Besides my own contribution, I wanted to highlight some great films from the Scalarama season this year. For those who aren’t familiar with it, Scalarama resurrects the ‘anything goes’ programming spirit of the Scala Cinema in King’s Cross (RIP. Gathering together the best and most daring film programmers to show the best cinema across September, it all culminates in Home Cinema Day at the end of the month. One of the saddest things in modern exhibition is how widespread the opportunities to see cinema there are, but how few there are to see good cinema. While there’s never a bad time to throw on Jaws or Reservoir Dogs, it’s necessary and important that programmers offer up to eyeballs something that broadens their tastes. As a result, all my picks are films I haven’t seen before, and produced by passionate advocates, which is what I leave the house for.

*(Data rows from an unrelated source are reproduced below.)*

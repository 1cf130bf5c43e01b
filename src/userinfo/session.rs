//! # Session
//!
//! The top-level UI state: the API (and so the store), the form, and the search
//! box. Clients feed it one [`Intent`] at a time and render the [`View`] it
//! hands back. Nothing here knows how the view is drawn.
//!
//! Stale or mistyped indexes and records the API refuses are not fatal: they
//! come back as warning messages and leave the state untouched. Only errors
//! that are not [`recoverable`](UserInfoError::is_recoverable) propagate.

use crate::api::UserInfoApi;
use crate::commands::CmdMessage;
use crate::error::{Result, UserInfoError};
use crate::form::{FormController, FormMode, Submission};
use crate::index::DisplayRecord;
use crate::model::{Field, RecordId};
use crate::store::DataStore;
use log::{debug, warn};
use serde::Serialize;

pub const EMPTY_TABLE_MESSAGE: &str = "No matching entries found.";
pub const SEARCH_PLACEHOLDER: &str = "Search by name, age, email or phone";

/// One user action.
#[derive(Debug, Clone, PartialEq, Eq)]
pub enum Intent {
    ToggleForm,
    ToggleSearch,
    SetQuery(String),
    SetField(Field, String),
    Submit,
    /// Open the form on the row with this display index.
    Edit(String),
    /// Delete rows by display index (`"2"`, `"1-3"`).
    Delete(Vec<String>),
}

#[derive(Debug, Clone, Default)]
pub struct SearchBox {
    pub visible: bool,
    pub query: String,
}

impl SearchBox {
    pub fn toggle_label(&self) -> &'static str {
        if self.visible {
            "Close Search"
        } else {
            "Search"
        }
    }
}

pub struct Session<S: DataStore> {
    api: UserInfoApi<S>,
    form: FormController,
    search: SearchBox,
}

impl<S: DataStore> Session<S> {
    pub fn new(store: S) -> Self {
        Self {
            api: UserInfoApi::new(store),
            form: FormController::new(),
            search: SearchBox::default(),
        }
    }

    pub fn api(&self) -> &UserInfoApi<S> {
        &self.api
    }

    pub fn form(&self) -> &FormController {
        &self.form
    }

    /// Handles one intent to completion.
    pub fn apply(&mut self, intent: Intent) -> Result<Vec<CmdMessage>> {
        debug!("intent: {:?}", intent);
        match self.dispatch(intent) {
            Err(e) if e.is_recoverable() => {
                warn!("intent rejected: {}", e);
                Ok(vec![CmdMessage::warning(e.to_string())])
            }
            other => other,
        }
    }

    fn dispatch(&mut self, intent: Intent) -> Result<Vec<CmdMessage>> {
        match intent {
            Intent::ToggleForm => {
                self.form.toggle();
                Ok(Vec::new())
            }
            Intent::ToggleSearch => {
                self.search.visible = !self.search.visible;
                Ok(Vec::new())
            }
            Intent::SetQuery(query) => {
                self.search.query = query;
                Ok(Vec::new())
            }
            Intent::SetField(field, value) => {
                if !self.form.mode().is_open() {
                    return Ok(vec![CmdMessage::info("The form is not open")]);
                }
                self.form.set_field(field, value);
                Ok(Vec::new())
            }
            Intent::Submit => self.submit(),
            Intent::Edit(index) => {
                let row = self.api.get_record(&index)?;
                self.form.begin_edit(row.entry.id, row.entry.record.clone());
                Ok(vec![CmdMessage::info(format!(
                    "Editing entry ({}): {}",
                    row.index, row.entry.record.name
                ))])
            }
            Intent::Delete(indexes) => {
                let result = self.api.delete_records(&indexes)?;
                let mut messages = result.messages;
                for row in &result.affected {
                    if self.form.forget(row.entry.id) {
                        messages.push(CmdMessage::info(
                            "Form closed: the entry being edited was deleted",
                        ));
                    }
                }
                Ok(messages)
            }
        }
    }

    fn submit(&mut self) -> Result<Vec<CmdMessage>> {
        match self.form.prepare_submit() {
            Submission::Ignored => Ok(vec![CmdMessage::info(
                "Nothing to submit: the form is not open",
            )]),
            Submission::Rejected(errors) => {
                debug!("submit blocked: {}", errors);
                Ok(vec![CmdMessage::warning(format!(
                    "Entry not saved: {}",
                    errors
                ))])
            }
            Submission::Create(record) => {
                let result = self.api.add_record(record)?;
                self.form.reset();
                Ok(result.messages)
            }
            Submission::Update(id, record) => match self.api.update_record(id, record) {
                Ok(result) => {
                    self.form.reset();
                    Ok(result.messages)
                }
                Err(e @ UserInfoError::RecordNotFound(_)) => {
                    // Nothing left to edit
                    self.form.reset();
                    Err(e)
                }
                Err(e) => Err(e),
            },
        }
    }

    /// Render-ready snapshot of the current state.
    pub fn view(&self) -> Result<View> {
        let rows: Vec<RowView> = self
            .api
            .list_records(Some(&self.search.query))?
            .listed
            .iter()
            .map(RowView::from)
            .collect();

        let visible_errors = self.form.visible_errors();
        let values = self.form.values();
        let fields = Field::ALL
            .iter()
            .map(|&field| FieldView {
                field,
                label: field.label(),
                value: values.get(field).to_string(),
                error: visible_errors.message(field),
            })
            .collect();

        Ok(View {
            toggle_label: self.form.toggle_label(),
            form: FormView {
                open: self.form.mode().is_open(),
                mode: self.form.mode(),
                submit_label: self.form.submit_label(),
                fields,
            },
            search: SearchView {
                visible: self.search.visible,
                toggle_label: self.search.toggle_label(),
                query: self.search.query.clone(),
                placeholder: SEARCH_PLACEHOLDER,
            },
            empty_message: rows.is_empty().then_some(EMPTY_TABLE_MESSAGE),
            rows,
            total: self.api.count(),
        })
    }
}

#[derive(Debug, Clone, Serialize)]
pub struct View {
    pub toggle_label: &'static str,
    pub form: FormView,
    pub search: SearchView,
    pub rows: Vec<RowView>,
    pub empty_message: Option<&'static str>,
    /// Entries in the store, filtered or not.
    pub total: usize,
}

#[derive(Debug, Clone, Serialize)]
pub struct FormView {
    pub open: bool,
    pub mode: FormMode,
    pub submit_label: &'static str,
    pub fields: Vec<FieldView>,
}

#[derive(Debug, Clone, Serialize)]
pub struct FieldView {
    pub field: Field,
    pub label: &'static str,
    pub value: String,
    pub error: Option<&'static str>,
}

#[derive(Debug, Clone, Serialize)]
pub struct SearchView {
    pub visible: bool,
    pub toggle_label: &'static str,
    pub query: String,
    pub placeholder: &'static str,
}

#[derive(Debug, Clone, Serialize)]
pub struct RowView {
    pub index: usize,
    pub id: RecordId,
    pub cells: Vec<CellView>,
}

#[derive(Debug, Clone, Serialize)]
pub struct CellView {
    pub field: Field,
    pub value: String,
    pub matched: bool,
}

impl From<&DisplayRecord> for RowView {
    fn from(row: &DisplayRecord) -> Self {
        let matches = row.matches.as_deref().unwrap_or(&[]);
        let cells = row
            .entry
            .record
            .values()
            .iter()
            .map(|(field, value)| CellView {
                field: *field,
                value: value.to_string(),
                matched: matches.contains(field),
            })
            .collect();
        Self {
            index: row.index.get(),
            id: row.entry.id,
            cells,
        }
    }
}

#[cfg(test)]
mod tests {
    use super::*;
    use crate::commands::MessageLevel;
    use crate::store::memory::fixtures::StoreFixture;
    use crate::store::memory::InMemoryStore;

    fn session() -> Session<InMemoryStore> {
        Session::new(InMemoryStore::new())
    }

    fn fill(session: &mut Session<InMemoryStore>, values: [&str; 4]) {
        for (field, value) in Field::ALL.into_iter().zip(values) {
            session
                .apply(Intent::SetField(field, value.to_string()))
                .unwrap();
        }
    }

    fn cell(view: &View, row: usize, field: Field) -> String {
        view.rows[row]
            .cells
            .iter()
            .find(|c| c.field == field)
            .map(|c| c.value.clone())
            .unwrap()
    }

    #[test]
    fn add_edit_delete_lifecycle() {
        let mut s = session();

        s.apply(Intent::ToggleForm).unwrap();
        fill(&mut s, ["Ann", "30", "a@b.com", "123"]);
        let messages = s.apply(Intent::Submit).unwrap();
        assert_eq!(messages[0].level, MessageLevel::Success);
        assert_eq!(messages[0].content, "Entry added: Ann");

        let view = s.view().unwrap();
        assert_eq!(view.rows.len(), 1);
        assert!(!view.form.open);
        assert_eq!(view.toggle_label, "Add New Entry");

        s.apply(Intent::Edit("1".to_string())).unwrap();
        let view = s.view().unwrap();
        assert_eq!(view.form.submit_label, "Update");
        assert_eq!(view.form.fields[0].value, "Ann");

        s.apply(Intent::SetField(Field::Age, "31".to_string())).unwrap();
        s.apply(Intent::Submit).unwrap();

        let view = s.view().unwrap();
        assert_eq!(view.rows.len(), 1);
        assert_eq!(cell(&view, 0, Field::Age), "31");
        assert_eq!(view.form.mode, FormMode::Hidden);

        s.apply(Intent::Delete(vec!["1".to_string()])).unwrap();
        let view = s.view().unwrap();
        assert!(view.rows.is_empty());
        assert_eq!(view.empty_message, Some(EMPTY_TABLE_MESSAGE));
    }

    #[test]
    fn bad_email_blocks_submit() {
        let mut s = session();
        s.apply(Intent::ToggleForm).unwrap();
        fill(&mut s, ["Ann", "30", "bad-email", "123"]);

        let messages = s.apply(Intent::Submit).unwrap();

        assert_eq!(messages[0].level, MessageLevel::Warning);
        let view = s.view().unwrap();
        assert!(view.rows.is_empty());
        assert!(view.form.open);
        let email = &view.form.fields[2];
        assert_eq!(email.field, Field::Email);
        assert_eq!(email.error, Some("Enter a valid email address"));
        assert!(view.form.fields[0].error.is_none());
    }

    #[test]
    fn empty_submit_shows_every_error() {
        let mut s = session();
        s.apply(Intent::ToggleForm).unwrap();
        assert!(s.view().unwrap().form.fields.iter().all(|f| f.error.is_none()));

        s.apply(Intent::Submit).unwrap();

        let view = s.view().unwrap();
        assert!(view.form.fields.iter().all(|f| f.error.is_some()));
        assert_eq!(view.form.fields[0].error, Some("Name is required"));
    }

    #[test]
    fn search_toggle_keeps_query_and_filter() {
        let mut s = Session::new(StoreFixture::new().with_records(3).store);

        s.apply(Intent::ToggleSearch).unwrap();
        assert_eq!(s.view().unwrap().search.toggle_label, "Close Search");
        s.apply(Intent::SetQuery("user2@".to_string())).unwrap();
        s.apply(Intent::ToggleSearch).unwrap();

        let view = s.view().unwrap();
        assert!(!view.search.visible);
        assert_eq!(view.search.query, "user2@");
        assert_eq!(view.rows.len(), 1);
        assert_eq!(view.rows[0].index, 2);
        assert!(view.rows[0].cells[2].matched);
        assert_eq!(view.total, 3);

        s.apply(Intent::ToggleSearch).unwrap();
        assert_eq!(s.view().unwrap().search.query, "user2@");
    }

    #[test]
    fn no_match_shows_empty_message() {
        let mut s = Session::new(StoreFixture::new().with_records(2).store);
        s.apply(Intent::SetQuery("nobody".to_string())).unwrap();
        let view = s.view().unwrap();
        assert!(view.rows.is_empty());
        assert_eq!(view.empty_message, Some(EMPTY_TABLE_MESSAGE));
    }

    #[test]
    fn stale_index_warns_without_mutation() {
        let mut s = Session::new(StoreFixture::new().with_records(2).store);

        let messages = s.apply(Intent::Delete(vec!["7".to_string()])).unwrap();
        assert_eq!(messages[0].level, MessageLevel::Warning);
        assert_eq!(s.view().unwrap().rows.len(), 2);

        let messages = s.apply(Intent::Edit("x".to_string())).unwrap();
        assert_eq!(messages[0].level, MessageLevel::Warning);
        assert_eq!(s.form().mode(), FormMode::Hidden);
    }

    #[test]
    fn huge_range_warns_without_mutation() {
        let mut s = Session::new(StoreFixture::new().with_records(2).store);
        let huge = format!("1-{}", usize::MAX);

        let messages = s.apply(Intent::Delete(vec![huge.clone()])).unwrap();
        assert_eq!(messages[0].level, MessageLevel::Warning);
        assert!(messages[0].content.contains("(2 in the list)"));
        assert_eq!(s.view().unwrap().rows.len(), 2);

        let messages = s.apply(Intent::Edit(huge)).unwrap();
        assert_eq!(messages[0].level, MessageLevel::Warning);
        assert_eq!(s.form().mode(), FormMode::Hidden);
    }

    #[test]
    fn deleting_the_edited_entry_closes_the_form() {
        let mut s = Session::new(StoreFixture::new().with_records(2).store);
        s.apply(Intent::Edit("2".to_string())).unwrap();

        let messages = s.apply(Intent::Delete(vec!["2".to_string()])).unwrap();

        assert_eq!(s.form().mode(), FormMode::Hidden);
        assert_eq!(messages.len(), 2);
    }

    #[test]
    fn submit_and_typing_while_hidden_are_ignored() {
        let mut s = session();
        let messages = s.apply(Intent::Submit).unwrap();
        assert_eq!(messages[0].level, MessageLevel::Info);

        let messages = s
            .apply(Intent::SetField(Field::Name, "Ann".to_string()))
            .unwrap();
        assert_eq!(messages[0].level, MessageLevel::Info);
        assert!(s.form().values().name.is_empty());
        assert_eq!(s.api().count(), 0);
    }

    #[test]
    fn view_serializes_to_json() {
        let mut s = Session::new(StoreFixture::new().with_records(1).store);
        s.apply(Intent::ToggleForm).unwrap();
        let json = serde_json::to_value(s.view().unwrap()).unwrap();
        assert_eq!(json["form"]["mode"]["mode"], "create");
        assert_eq!(json["rows"][0]["cells"][0]["value"], "User 1");
        assert_eq!(json["empty_message"], serde_json::Value::Null);
    }
}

Notes from a Cinematic Cesspool – The Films of Mike and George Kuchar – Presented by Little Joe – Tuesday 3rd September @ 7:30, The Cinema Museum
George and Mike Kuchar’s work is some of the best underground filmmaking you haven’t seen. A little bit John Waters (camp excess), a little bit Kenneth Anger (cracked Hollywood) and charmingly artful, this selection is sweet as much as it is ballsy and profane. Little Joe, your outlet for the best in queer cinema, have offered their curated programme to the Scalarama core programme.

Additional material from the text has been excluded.